By 1991, Aflac held 99% of a the cancer insurance market, according to March 1992 story in the Japanese business weekly Nikkei. By the end of 2001—the year that Japan deregulated its supplemental insurance market, allowing large insurers in the cancer market—Aflac Japan had more than 13 million policy owners. That year, Aflac Japan accounted for 74% of the company’s pretax operating earnings.
Aflac’s prized position in the Japanese cancer market has continued to help power the firm’s explosive profitability in recent years. Aflac’s growth in return on equity (ROE), a key measure of profitability, has historically hovered in the mid-to-high-20% range annually. ROE growth for the insurance industry as a whole has been around 13% annually.
“If you look at Aflac’s both earnings growth and ROE, it is far superior to the industry,” says Kinar, the Deutsche Bank insurance analyst. The company’s outperformance had much to do with its unique position in Japan, Kinar adds.
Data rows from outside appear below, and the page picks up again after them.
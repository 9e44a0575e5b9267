//! Fetch planning types.
//!
//! A [`FetchPlan`] is built during the quota check: each site is either
//! assigned to the key that was charged for it, or skipped because every key
//! is exhausted. The pipeline then runs one group per key.

use std::collections::BTreeMap;

use chrono::{DateTime, Utc};
use serde::Serialize;

use super::models::{ForecastRecord, Site};
use crate::error::PvcastError;

// =============================================================================
// Fetch Kind
// =============================================================================

/// Provider endpoint a request targets.
#[derive(Debug, Clone, Copy, PartialEq, Eq, Serialize)]
#[serde(rename_all = "snake_case")]
pub enum FetchKind {
    Sites,
    Forecasts,
    EstimatedActuals,
}

impl FetchKind {
    /// Label for logs and output.
    #[must_use]
    pub const fn label(self) -> &'static str {
        match self {
            Self::Sites => "rooftop_sites",
            Self::Forecasts => "forecasts",
            Self::EstimatedActuals => "estimated_actuals",
        }
    }
}

// =============================================================================
// Plan
// =============================================================================

/// One site's fetch, charged to `key_index`.
#[derive(Debug, Clone, PartialEq, Eq)]
pub struct PlannedFetch {
    pub site: String,
    pub key_index: usize,
    /// Also request estimated actuals (full resync only).
    pub with_actuals: bool,
}

/// Sites grouped by the key they were charged to, plus sites skipped for quota.
#[derive(Debug, Clone, Default)]
pub struct FetchPlan {
    groups: BTreeMap<usize, Vec<PlannedFetch>>,
    skipped: Vec<String>,
}

impl FetchPlan {
    #[must_use]
    pub fn new() -> Self {
        Self::default()
    }

    pub fn push(&mut self, fetch: PlannedFetch) {
        self.groups.entry(fetch.key_index).or_default().push(fetch);
    }

    pub fn skip(&mut self, site: impl Into<String>) {
        self.skipped.push(site.into());
    }

    /// Groups in key order.
    pub fn groups(&self) -> impl Iterator<Item = (usize, &[PlannedFetch])> {
        self.groups.iter().map(|(k, v)| (*k, v.as_slice()))
    }

    #[must_use]
    pub fn skipped(&self) -> &[String] {
        &self.skipped
    }

    /// Number of sites that will be fetched.
    #[must_use]
    pub fn fetch_count(&self) -> usize {
        self.groups.values().map(Vec::len).sum()
    }

    #[must_use]
    pub fn is_empty(&self) -> bool {
        self.groups.is_empty()
    }

    /// Key charged for `site`, if planned.
    #[must_use]
    pub fn key_for(&self, site: &str) -> Option<usize> {
        self.groups
            .values()
            .flatten()
            .find(|f| f.site == site)
            .map(|f| f.key_index)
    }
}

// =============================================================================
// Fetch Attempt
// =============================================================================

/// Record of a single provider request.
#[derive(Debug, Clone, Serialize)]
pub struct FetchAttempt {
    pub site: Option<String>,
    pub kind: FetchKind,
    pub started_at: DateTime<Utc>,
    pub duration_ms: u64,
    pub success: bool,
    pub error: Option<String>,
}

// =============================================================================
// Outcomes
// =============================================================================

/// Records returned for one site.
#[derive(Debug, Clone, Default, PartialEq)]
pub struct FetchedSeries {
    pub forecasts: Vec<ForecastRecord>,
    pub actuals: Vec<ForecastRecord>,
}

/// What happened to one planned site fetch.
#[derive(Debug)]
pub enum FetchResult {
    Fetched(FetchedSeries),
    Failed(PvcastError),
    /// Cancellation was requested before the fetch started.
    NotStarted,
}

/// Outcome of one site's fetch, with every request it made.
#[derive(Debug)]
pub struct SiteFetchOutcome {
    pub site: String,
    pub key_index: usize,
    pub result: FetchResult,
    pub attempts: Vec<FetchAttempt>,
}

impl SiteFetchOutcome {
    #[must_use]
    pub const fn is_success(&self) -> bool {
        matches!(self.result, FetchResult::Fetched(_))
    }

    #[must_use]
    pub fn error(&self) -> Option<&PvcastError> {
        match &self.result {
            FetchResult::Failed(e) => Some(e),
            FetchResult::Fetched(_) | FetchResult::NotStarted => None,
        }
    }
}

/// Outcome of one key's site metadata fetch.
#[derive(Debug)]
pub struct SitesFetchOutcome {
    pub key_index: usize,
    pub result: Result<Vec<Site>, PvcastError>,
    pub attempt: FetchAttempt,
}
Aflac did lose its corner on the cancer market along the way. The deregulation of Japan’s insurance market was accompanied by the entry of large competitors into the once-cushy world of cancer insurance. Giant Japanese insurer Nippon Life immediately entered the market in January 2001. Tokio Marine and MetLife Alico have also bitten off a fair share of the cancer market that was once all Aflac’s.
So is Aflac’s successful run in Japan over? The growth of cancer insurance has slowed markedly in the face of new competitors. But the company still controls about 50% of the cancer insurance market, according to Moody’s. Revenue from Japan accounted for 77% of Aflac’s total revenue in 2012, up from 75% in 2011. At the end of the 2012 there were some 14 million cancer policies in force in Japan.
The company has made a push into other kinds of insurance in Japan. And Aflac just finalized a deal with Japan’s massive postal system to expand the offerings of Aflac cancer products at post office locations throughout the country. (Aflac began selling cancer insurance in Japanese post offices in 2008.) So cancer will remain a cornerstone of Aflac’s business for a long time to come.